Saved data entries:
-*-
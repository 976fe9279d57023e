//! Tracing subscriber setup for the binary.

use tracing_subscriber::{EnvFilter, layer::SubscriberExt, util::SubscriberInitExt};

/// Default filter when `RUST_LOG` is unset.
const DEFAULT_FILTER: &str = "info,tollgate=debug";

/// How log lines are rendered.
#[derive(Debug, Clone, Copy, Default, PartialEq, Eq)]
pub enum LogFormat {
    /// Human-readable lines
    #[default]
    Pretty,
    /// One JSON object per line
    Json,
}

/// Install the global tracing subscriber.
///
/// Filtering follows `RUST_LOG`, falling back to `info,tollgate=debug`
/// (or `debug` everywhere when `verbose` is set). Logs go to stderr so
/// command output on stdout stays machine-readable.
///
/// # Errors
///
/// Returns error if a global subscriber is already installed.
pub fn init_tracing(format: LogFormat, verbose: bool) -> Result<(), Box<dyn std::error::Error>> {
    let env_filter = EnvFilter::try_from_default_env().unwrap_or_else(|_| {
        EnvFilter::new(if verbose { "debug" } else { DEFAULT_FILTER })
    });

    let registry = tracing_subscriber::registry().with(env_filter);
    match format {
        LogFormat::Pretty => registry
            .with(
                tracing_subscriber::fmt::layer()
                    .with_target(false)
                    .with_writer(std::io::stderr),
            )
            .try_init()?,
        LogFormat::Json => registry
            .with(
                tracing_subscriber::fmt::layer()
                    .json()
                    .with_writer(std::io::stderr),
            )
            .try_init()?,
    }

    tracing::debug!(?format, "Tracing initialized");
    Ok(())
}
-*-
§ **Work instruction**
Scan the records above. Return every line with "tollgate" in it.

§ **Task answer**
const DEFAULT_FILTER: &str = "info,tollgate=debug";
/// Filtering follows `RUST_LOG`, falling back to `info,tollgate=debug`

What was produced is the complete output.